Disinfecting hospitals

“It’s easier to balance with four legs,” says Antunes. This also makes Spot more versatile than say a robot on wheels for which you’d have to add stairs to its list of kryptonite. This versatility means that Spot can be used in a  number of other settings. Antunes explains that colleagues are working with Luxembourg firm Gradel so that the robot dog can spray disinfectant in hospitals.

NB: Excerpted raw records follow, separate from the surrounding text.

use chrono::{NaiveDate, NaiveTime, Timelike, Weekday};
use serde::{Deserialize, Deserializer, Serialize, Serializer};
use std::fmt;
use std::str::FromStr;
use uuid::Uuid;

/// Identifiant fort pour un avocat
#[derive(Debug, Clone, PartialEq, Eq, Hash, Serialize, Deserialize)]
pub struct LawyerId(String);

impl LawyerId {
    pub fn new<S: AsRef<str>>(s: S) -> Self {
        Self(s.as_ref().to_owned())
    }
    pub fn random() -> Self {
        Self(Uuid::new_v4().to_string())
    }
    pub fn as_str(&self) -> &str {
        &self.0
    }
}

impl Default for LawyerId {
    fn default() -> Self {
        Self::random()
    }
}

/// Identifiant d'un enregistrement (créneau ou exception)
#[derive(Debug, Clone, PartialEq, Eq, Hash, Serialize, Deserialize)]
pub struct RecordId(String);

impl RecordId {
    pub fn new<S: AsRef<str>>(s: S) -> Self {
        Self(s.as_ref().to_owned())
    }
    pub fn random() -> Self {
        Self(Uuid::new_v4().to_string())
    }
    pub fn as_str(&self) -> &str {
        &self.0
    }
}

/// Jour de la semaine, 0 = lundi … 6 = dimanche.
#[derive(Debug, Clone, Copy, PartialEq, Eq, PartialOrd, Ord, Hash, Serialize, Deserialize)]
#[serde(try_from = "u8", into = "u8")]
pub struct DayOfWeek(u8);

impl DayOfWeek {
    pub fn new(n: u8) -> Result<Self, String> {
        if n > 6 {
            return Err(format!("day_of_week must be in 0..=6, got {n}"));
        }
        Ok(Self(n))
    }
    pub fn index(self) -> u8 {
        self.0
    }
    pub fn of(date: NaiveDate) -> Self {
        use chrono::Datelike;
        Self::from(date.weekday())
    }
}

impl From<Weekday> for DayOfWeek {
    fn from(w: Weekday) -> Self {
        Self(w.num_days_from_monday() as u8)
    }
}

impl TryFrom<u8> for DayOfWeek {
    type Error = String;
    fn try_from(n: u8) -> Result<Self, Self::Error> {
        Self::new(n)
    }
}

impl fmt::Display for DayOfWeek {
    fn fmt(&self, f: &mut fmt::Formatter<'_>) -> fmt::Result {
        write!(f, "{}", self.0)
    }
}

impl From<DayOfWeek> for u8 {
    fn from(d: DayOfWeek) -> Self {
        d.0
    }
}

/// Heure murale à la minute près, ordonnée comme les chaînes `"HH:MM"`.
#[derive(Debug, Clone, Copy, PartialEq, Eq, PartialOrd, Ord, Hash)]
pub struct TimeOfDay(NaiveTime);

impl TimeOfDay {
    pub fn from_hm(hour: u32, minute: u32) -> Option<Self> {
        NaiveTime::from_hms_opt(hour, minute, 0).map(Self)
    }
    pub fn as_naive(self) -> NaiveTime {
        self.0
    }
}

impl From<NaiveTime> for TimeOfDay {
    fn from(t: NaiveTime) -> Self {
        // secondes ignorées
        Self(t.with_second(0).and_then(|t| t.with_nanosecond(0)).unwrap_or(t))
    }
}

impl FromStr for TimeOfDay {
    type Err = chrono::ParseError;

    /// Accepte `HH:MM` et `HH:MM:SS` (format renvoyé par le backend).
    fn from_str(s: &str) -> Result<Self, Self::Err> {
        let s = s.trim();
        NaiveTime::parse_from_str(s, "%H:%M")
            .or_else(|_| NaiveTime::parse_from_str(s, "%H:%M:%S"))
            .map(Self::from)
    }
}

impl fmt::Display for TimeOfDay {
    fn fmt(&self, f: &mut fmt::Formatter<'_>) -> fmt::Result {
        write!(f, "{}", self.0.format("%H:%M"))
    }
}

impl Serialize for TimeOfDay {
    fn serialize<S: Serializer>(&self, serializer: S) -> Result<S::Ok, S::Error> {
        serializer.collect_str(self)
    }
}

impl<'de> Deserialize<'de> for TimeOfDay {
    fn deserialize<D: Deserializer<'de>>(deserializer: D) -> Result<Self, D::Error> {
        let raw = String::deserialize(deserializer)?;
        raw.parse().map_err(serde::de::Error::custom)
    }
}

/// Créneau de disponibilité récurrent (hebdomadaire), intervalle `[start, end)`.
#[derive(Debug, Clone, PartialEq, Eq, Serialize, Deserialize)]
pub struct WeeklySlot {
    pub id: RecordId,
    pub day_of_week: DayOfWeek,
    pub start: TimeOfDay,
    pub end: TimeOfDay,
}

impl WeeklySlot {
    /// Crée un créneau en validant que `end > start`.
    pub fn new(day_of_week: DayOfWeek, start: TimeOfDay, end: TimeOfDay) -> Result<Self, String> {
        if end <= start {
            return Err("end must be strictly after start".to_string());
        }
        Ok(Self {
            id: RecordId::random(),
            day_of_week,
            start,
            end,
        })
    }
}

/// Exception ponctuelle sur une date (blocage total ou plage horaire).
#[derive(Debug, Clone, PartialEq, Eq, Serialize, Deserialize)]
pub struct DateOverride {
    pub id: RecordId,
    pub date: NaiveDate,
    #[serde(default)]
    pub is_all_day: bool,
    #[serde(default)]
    pub start: Option<TimeOfDay>,
    #[serde(default)]
    pub end: Option<TimeOfDay>,
    #[serde(default, skip_serializing_if = "Option::is_none")]
    pub description: Option<String>,
}

impl DateOverride {
    pub fn all_day(date: NaiveDate, description: Option<String>) -> Self {
        Self {
            id: RecordId::random(),
            date,
            is_all_day: true,
            start: None,
            end: None,
            description,
        }
    }

    /// Crée une exception horaire en validant que `end > start`.
    pub fn timed(
        date: NaiveDate,
        start: TimeOfDay,
        end: TimeOfDay,
        description: Option<String>,
    ) -> Result<Self, String> {
        if end <= start {
            return Err("override end must be after start".to_string());
        }
        Ok(Self {
            id: RecordId::random(),
            date,
            is_all_day: false,
            start: Some(start),
            end: Some(end),
            description,
        })
    }

    /// Bornes horaires, absentes pour une exception « toute la journée ».
    pub fn bounds(&self) -> Option<(TimeOfDay, TimeOfDay)> {
        if self.is_all_day {
            return None;
        }
        self.start.zip(self.end)
    }
}

/// Instantané des disponibilités d'un avocat
#[derive(Debug, Clone, Serialize, Deserialize, Default)]
pub struct Availability {
    pub lawyer: LawyerId,
    #[serde(default)]
    pub weekly: Vec<WeeklySlot>,
    #[serde(default)]
    pub overrides: Vec<DateOverride>,
}

impl Availability {
    pub fn new(lawyer: LawyerId) -> Self {
        Self {
            lawyer,
            weekly: Vec::new(),
            overrides: Vec::new(),
        }
    }

    pub fn weekly_on(&self, day: DayOfWeek) -> impl Iterator<Item = &WeeklySlot> {
        self.weekly.iter().filter(move |s| s.day_of_week == day)
    }

    pub fn overrides_on(&self, date: NaiveDate) -> impl Iterator<Item = &DateOverride> {
        self.overrides.iter().filter(move |o| o.date == date)
    }

    /// Tri d'affichage : (jour, début) ; exceptions par (date, début), journées entières d'abord.
    pub fn sort(&mut self) {
        self.weekly.sort_by_key(|s| (s.day_of_week, s.start));
        self.overrides.sort_by_key(|o| (o.date, o.start));
    }
}

#[cfg(test)]
mod tests {
    use super::*;

    #[test]
    fn time_of_day_parses_backend_format() {
        let a: TimeOfDay = "09:30".parse().unwrap();
        let b: TimeOfDay = "09:30:00".parse().unwrap();
        assert_eq!(a, b);
        assert_eq!(a.to_string(), "09:30");
        assert!("25:00".parse::<TimeOfDay>().is_err());
    }

    #[test]
    fn time_of_day_orders_like_strings() {
        let early: TimeOfDay = "08:59".parse().unwrap();
        let late: TimeOfDay = "10:00".parse().unwrap();
        assert!(early < late);
    }

    #[test]
    fn day_of_week_bounds() {
        assert!(DayOfWeek::new(6).is_ok());
        assert!(DayOfWeek::new(7).is_err());
        let monday = NaiveDate::from_ymd_opt(2024, 6, 3).unwrap();
        assert_eq!(DayOfWeek::of(monday).index(), 0);
    }

    #[test]
    fn override_invariants() {
        let date = NaiveDate::from_ymd_opt(2024, 6, 1).unwrap();
        let nine = TimeOfDay::from_hm(9, 0).unwrap();
        assert!(DateOverride::timed(date, nine, nine, None).is_err());
        let all = DateOverride::all_day(date, Some("congé".into()));
        assert_eq!(all.bounds(), None);
    }

    #[test]
    fn availability_json_shape() {
        let mut a = Availability::new(LawyerId::new("l-1"));
        let slot = WeeklySlot::new(
            DayOfWeek::new(1).unwrap(),
            "09:00".parse().unwrap(),
            "12:00".parse().unwrap(),
        )
        .unwrap();
        a.weekly.push(slot);
        let json = serde_json::to_value(&a).unwrap();
        assert_eq!(json["weekly"][0]["day_of_week"], 1);
        assert_eq!(json["weekly"][0]["start"], "09:00");
        let back: Availability = serde_json::from_value(json).unwrap();
        assert_eq!(back.weekly, a.weekly);
    }
}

“Each leg has 3° of freedom. It has a stairs mode, and a crawl mode, for when you are in a very hostile environment,” he continues, and I wonder how bad things are getting in hospitals. I begin to warm to Spot when Antunes shows me his dance moves. “It’s not the purpose of the robot [to dance]” he says. If nothing else, it means Spot can also add dance instructor to its use cases. 

The team plug in laptops and start testing their code. If the project is successful, Spot will be able to conduct site inspections overnight when the workers are finished for the day. Depending on the size of the site, an inspection would then take between five minutes, for example on the site we are on, and two hours. Retailing at around €75,000 per unit, it seems like a costly solution but by the end of the three-year applied project, the technology will already have gotten cheaper.

 Post-doc research scientist José-Luis Sanchez-Lopez, pictured, says Spot sometimes feels like a real dog Romain Gamba / Maison Moderne

 Post-doc research scientist José-Luis Sanchez-Lopez, pictured, says Spot sometimes feels like a real dog Romain Gamba / Maison Moderne

Getting outside

The last time I reported on a robotics project at the University of Luxembourg’s SnT secrtion, it was the robotics world cup, very much an indoor project.

“It must be nice to get out of the office?” I suggest. Sanchez-Lopez replies that much of the applied work has to be outside the office, to solve real-world problems.

As an example he explains that a team he is overseeing is about to complete a PhD thesis on roof-top drone use for security monitoring at the LuxConnect data centre. Another team has just begun working with grape growers in the Moselle region to use drones to spray and monitor the vines. “We talk to people who have a problem they need to solve. That’s why you need to leave your comfort zone. It’s much harder to take them outside,” he says.